Thanks. It happens on page 15, the square union symbol, near
"the space obtained from M1 ∪ M2 by gluing along φ"
where a squared glyph is used instead of "∪". So I found this file:
https://github.com/kohler/lcdf-typetools/blob/master/texglyphlist.txt
so this is an extension for TeX.
Also:
https://gist.github.com/RAnders00/09b69031fb0cdd429ba1e3e75cce2898
The license is LGPL so we can't use it, but we don't have to think about
it because Adobe also can't extract the text. Adobe also fails to
extract the "∪".
I was also wondering what this squared union symbol is about, and it
turned out that there are other such symbols and that there is no
universal meaning.
https://math.stackexchange.com/questions/1929439/what-does-square-subset-and-square-union-symbol-mean
https://math.stackexchange.com/questions/1569400/does-sqsubset-have-any-special-meaning
I'll keep page 15 for my own text extraction tests to detect related
code changes.
Tilman
On 03.08.2023 09:42, Brangs, Erik wrote:
Hi,
thank you.
Here is a link to a PDF that shows the unionsq warning:
https://d-nb.info/1267991550/34
-----Ursprüngliche Nachricht-----
Von: Tilman Hausherr [mailto:thaush...@t-online.de]

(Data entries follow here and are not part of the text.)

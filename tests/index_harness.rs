#![allow(unused)]
//! Index construction and merge harness.
//!
//! # What this covers
//!
//! - The last-loaded-wins merge policy, including the regenerated-fragment
//!   artifact observed in real corpora (two versions of the same file with
//!   diverging content).
//! - `query("")` returning every key exactly once after merging — the
//!   completeness property of the index.
//! - Case-insensitive exact lookup.
//!
//! # What this does NOT cover
//!
//! - Prefix/substring query semantics (see query_harness)
//!
//! # Running
//!
//! ```sh
//! cargo test --test index_harness
//! ```

mod common;
use common::*;

use doxidx_core::{fragment, Index};
use pretty_assertions::assert_eq;
use std::collections::BTreeSet;

fn parse(src: &str) -> doxidx_core::Fragment {
    fragment::parse(src).unwrap()
}

// ---------------------------------------------------------------------------
// Merge policy
// ---------------------------------------------------------------------------

#[test]
fn regenerated_fragment_supersedes_per_key() {
    let index = Index::load([parse(FRAGMENT_ALL_C), parse(FRAGMENT_ALL_C_REGEN)]);

    // The regenerated anchor wins for the shared key …
    assert_eq!(index.get("calibrate_2").unwrap().targets[0].url, "../classCalibration.html#ffff");
    // … while keys only present in the first load survive.
    assert!(index.get("close_21").is_some());
    assert!(index.get("capture_13").is_some());
}

#[test]
fn load_order_decides_the_winner() {
    let forward = Index::load([parse(FRAGMENT_ALL_C), parse(FRAGMENT_ALL_C_REGEN)]);
    let backward = Index::load([parse(FRAGMENT_ALL_C_REGEN), parse(FRAGMENT_ALL_C)]);

    assert_eq!(forward.get("calibrate_2").unwrap().targets[0].url, "../classCalibration.html#ffff");
    assert_eq!(backward.get("calibrate_2").unwrap().targets[0].url, "../classCalibration.html#a0575");
}

#[test]
fn disjoint_fragments_merge_without_loss() {
    let index = Index::load([parse(FRAGMENT_ALL_C), parse(FRAGMENT_ALL_U)]);
    assert_index_sorted!(index, 10);
}

#[test]
fn duplicate_keys_within_one_fragment_collapse_to_the_last() {
    let index = Index::from_entries([
        entry("capture_0", "../old.html"),
        entry("capture_0", "../new.html"),
    ]);
    assert_eq!(index.len(), 1);
    assert_eq!(index.get("capture_0").unwrap().targets[0].url, "../new.html");
}

// ---------------------------------------------------------------------------
// Completeness
// ---------------------------------------------------------------------------

#[test]
fn empty_query_returns_every_key_exactly_once() {
    let index = Index::load([
        parse(FRAGMENT_ALL_C),
        parse(FRAGMENT_ALL_U),
        parse(FRAGMENT_ALL_C_REGEN),
    ]);

    let keys: Vec<String> = index.query("").map(|e| e.key.clone()).collect();
    let unique: BTreeSet<&String> = keys.iter().collect();
    assert_eq!(keys.len(), unique.len(), "a key was yielded more than once");
    assert_eq!(keys.len(), index.len());
}

// ---------------------------------------------------------------------------
// Lookup
// ---------------------------------------------------------------------------

#[test]
fn get_ignores_case() {
    let index = Index::load([parse(FRAGMENT_ALL_C)]);
    assert_eq!(index.get("CAMERA_8").unwrap().name, "Camera");
    assert!(index.get("camera_9").is_none());
}

#[test]
fn an_empty_index_answers_queries() {
    let index = Index::load([]);
    assert!(index.is_empty());
    assert!(index.get("anything").is_none());
    assert_eq!(index.query("").count(), 0);
    assert_eq!(index.find("x").count(), 0);
}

Gesendet: Mittwoch, 2. August 2023 20:18
An: users@pdfbox.apache.org
Betreff: Re: Supressing warnings for missing unicode mappings
Hi,
Yes, reducing logging is the way. I don't know if there are more.
I'd also be interested in the "unionsq" file, I wonder if this is a
false positive. This happens because "uniNNNN" is a valid glyph name.

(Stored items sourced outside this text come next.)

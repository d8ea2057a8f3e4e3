//! Semantic application events — crossterm key events mapped to a
//! widget-agnostic vocabulary so widgets never touch crossterm directly.
//!
//! # Keybindings
//!
//! Defaults are hardcoded and mirror the values documented in the default
//! config file.
//!
//! | Key(s)                  | Event                      |
//! |-------------------------|----------------------------|
//! | `q`, `Ctrl+c`           | `Quit`                     |
//! | `Tab`                   | `FocusNext`                |
//! | `/`                     | `QueryFocus`               |
//! | `PageUp`, `Ctrl+u`      | `ScrollUp`                 |
//! | `PageDown`, `Ctrl+d`    | `ScrollDown`               |
//! | `g` / `G`               | `JumpTop` / `JumpEnd`      |
//! | `m`                     | `ToggleMode`               |
//! | `r`                     | `Reload`                   |
//! | `↑` / `k`, `↓` / `j`    | `Nav(Up)`, `Nav(Down)`     |
//! | `←` / `h`, `→` / `l`    | `Nav(Left)`, `Nav(Right)`  |
//! | printable char          | `Char(c)`                  |
//! | `Backspace`, `Enter`    | `Backspace`, `Enter`       |
//! | terminal resize         | `Resize(w, h)`             |
//!
//! ## Insert mode
//!
//! When the query bar is focused, the event loop calls
//! [`to_app_event_insert`] instead. In insert mode every printable
//! character — including `q`, `g`, `m`, `r`, hjkl, and `/` — produces
//! `Char` so the user can type freely; arrow keys still produce `Nav` for
//! cursor movement, and only `Ctrl+c`, `Escape`, `Enter`, `Tab`, and
//! `Backspace` keep their special bindings.

use crossterm::event::{Event, KeyCode, KeyEvent, KeyModifiers};

/// Cardinal direction for list navigation and cursor movement.
#[derive(Debug, Clone, Copy, PartialEq, Eq)]
pub enum Direction {
    Up,
    Down,
    Left,
    Right,
}

/// A semantic application event derived from a raw crossterm [`Event`].
#[derive(Debug, Clone, Copy, PartialEq, Eq)]
pub enum AppEvent {
    /// Exit the application.
    Quit,
    /// Move keyboard focus to the next pane.
    FocusNext,
    /// Transfer focus to the query bar.
    QueryFocus,
    /// Scroll the result list up one page.
    ScrollUp,
    /// Scroll the result list down one page.
    ScrollDown,
    /// Jump to the first result.
    JumpTop,
    /// Jump to the last result.
    JumpEnd,
    /// Toggle between prefix and substring matching.
    ToggleMode,
    /// Rebuild the index from disk.
    Reload,
    /// Navigate within the result list (or move the text cursor).
    Nav(Direction),
    /// A printable character forwarded to the query input.
    Char(char),
    /// Delete the character before the cursor in the query input.
    Backspace,
    /// Confirm the query and move focus to the results.
    Enter,
    /// The terminal was resized to the given (width, height).
    Resize(u16, u16),
    /// Dismiss the active modal (query focus, help popup).
    Escape,
}

/// Map a raw crossterm [`Event`] to an [`AppEvent`] (navigation mode).
///
/// Returns `None` for events that carry no meaning for the application
/// (mouse events, unbound keys).
pub fn to_app_event(event: Event) -> Option<AppEvent> {
    match event {
        Event::Resize(w, h) => Some(AppEvent::Resize(w, h)),
        Event::Key(key) => map_key(key),
        _ => None,
    }
}

/// Map a raw crossterm [`Event`] to an [`AppEvent`] for text-input
/// ("insert") mode. Call this variant whenever the query bar has focus.
pub fn to_app_event_insert(event: Event) -> Option<AppEvent> {
    match event {
        Event::Resize(w, h) => Some(AppEvent::Resize(w, h)),
        Event::Key(key) => map_key_insert(key),
        _ => None,
    }
}

fn map_key(key: KeyEvent) -> Option<AppEvent> {
    if key.modifiers.contains(KeyModifiers::CONTROL) {
        return match key.code {
            KeyCode::Char('c') => Some(AppEvent::Quit),
            KeyCode::Char('u') => Some(AppEvent::ScrollUp),
            KeyCode::Char('d') => Some(AppEvent::ScrollDown),
            _ => None,
        };
    }

    match key.code {
        KeyCode::Char('q') => Some(AppEvent::Quit),
        KeyCode::Tab => Some(AppEvent::FocusNext),
        KeyCode::Char('/') => Some(AppEvent::QueryFocus),
        KeyCode::PageUp => Some(AppEvent::ScrollUp),
        KeyCode::PageDown => Some(AppEvent::ScrollDown),
        KeyCode::Char('g') => Some(AppEvent::JumpTop),
        KeyCode::Char('G') => Some(AppEvent::JumpEnd),
        KeyCode::Char('m') => Some(AppEvent::ToggleMode),
        KeyCode::Char('r') => Some(AppEvent::Reload),
        KeyCode::Up | KeyCode::Char('k') => Some(AppEvent::Nav(Direction::Up)),
        KeyCode::Down | KeyCode::Char('j') => Some(AppEvent::Nav(Direction::Down)),
        KeyCode::Left | KeyCode::Char('h') => Some(AppEvent::Nav(Direction::Left)),
        KeyCode::Right | KeyCode::Char('l') => Some(AppEvent::Nav(Direction::Right)),
        KeyCode::Backspace => Some(AppEvent::Backspace),
        KeyCode::Enter => Some(AppEvent::Enter),
        KeyCode::Esc => Some(AppEvent::Escape),
        KeyCode::Char(c) => Some(AppEvent::Char(c)),
        _ => None,
    }
}

fn map_key_insert(key: KeyEvent) -> Option<AppEvent> {
    if key.modifiers.contains(KeyModifiers::CONTROL) {
        return match key.code {
            KeyCode::Char('c') => Some(AppEvent::Quit),
            _ => None,
        };
    }

    match key.code {
        KeyCode::Tab => Some(AppEvent::FocusNext),
        KeyCode::Backspace => Some(AppEvent::Backspace),
        KeyCode::Enter => Some(AppEvent::Enter),
        KeyCode::Esc => Some(AppEvent::Escape),
        KeyCode::Up => Some(AppEvent::Nav(Direction::Up)),
        KeyCode::Down => Some(AppEvent::Nav(Direction::Down)),
        KeyCode::Left => Some(AppEvent::Nav(Direction::Left)),
        KeyCode::Right => Some(AppEvent::Nav(Direction::Right)),
        KeyCode::Char(c) => Some(AppEvent::Char(c)),
        _ => None,
    }
}

// ---------------------------------------------------------------------------
// Tests
// ---------------------------------------------------------------------------

#[cfg(test)]
mod tests {
    use super::*;
    use crossterm::event::{KeyEventKind, KeyEventState};

    fn key(code: KeyCode, modifiers: KeyModifiers) -> Event {
        Event::Key(KeyEvent {
            code,
            modifiers,
            kind: KeyEventKind::Press,
            state: KeyEventState::NONE,
        })
    }

    #[test]
    fn navigation_mode_binds_shortcuts() {
        assert_eq!(to_app_event(key(KeyCode::Char('q'), KeyModifiers::NONE)), Some(AppEvent::Quit));
        assert_eq!(
            to_app_event(key(KeyCode::Char('m'), KeyModifiers::NONE)),
            Some(AppEvent::ToggleMode)
        );
        assert_eq!(
            to_app_event(key(KeyCode::Char('j'), KeyModifiers::NONE)),
            Some(AppEvent::Nav(Direction::Down))
        );
    }

    #[test]
    fn insert_mode_forwards_shortcut_chars() {
        for c in ['q', 'g', 'm', 'r', 'j', '/'] {
            assert_eq!(
                to_app_event_insert(key(KeyCode::Char(c), KeyModifiers::NONE)),
                Some(AppEvent::Char(c)),
            );
        }
    }

    #[test]
    fn ctrl_c_quits_in_both_modes() {
        let ev = key(KeyCode::Char('c'), KeyModifiers::CONTROL);
        assert_eq!(to_app_event(ev.clone()), Some(AppEvent::Quit));
        assert_eq!(to_app_event_insert(ev), Some(AppEvent::Quit));
    }
}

There is unionsqdisplay and unionsqtext too, but not unionsq.
Tilman
On 02.08.2023 11:20, Brangs, Erik wrote:
Hi,
we're using PDFBox 3.0.0-beta1 to extract text from PDFs. This produces lots of
warnings about missing unicode mappings. Is there a programmatic way to suppress
those messages or would it be better to configure the logging to do that?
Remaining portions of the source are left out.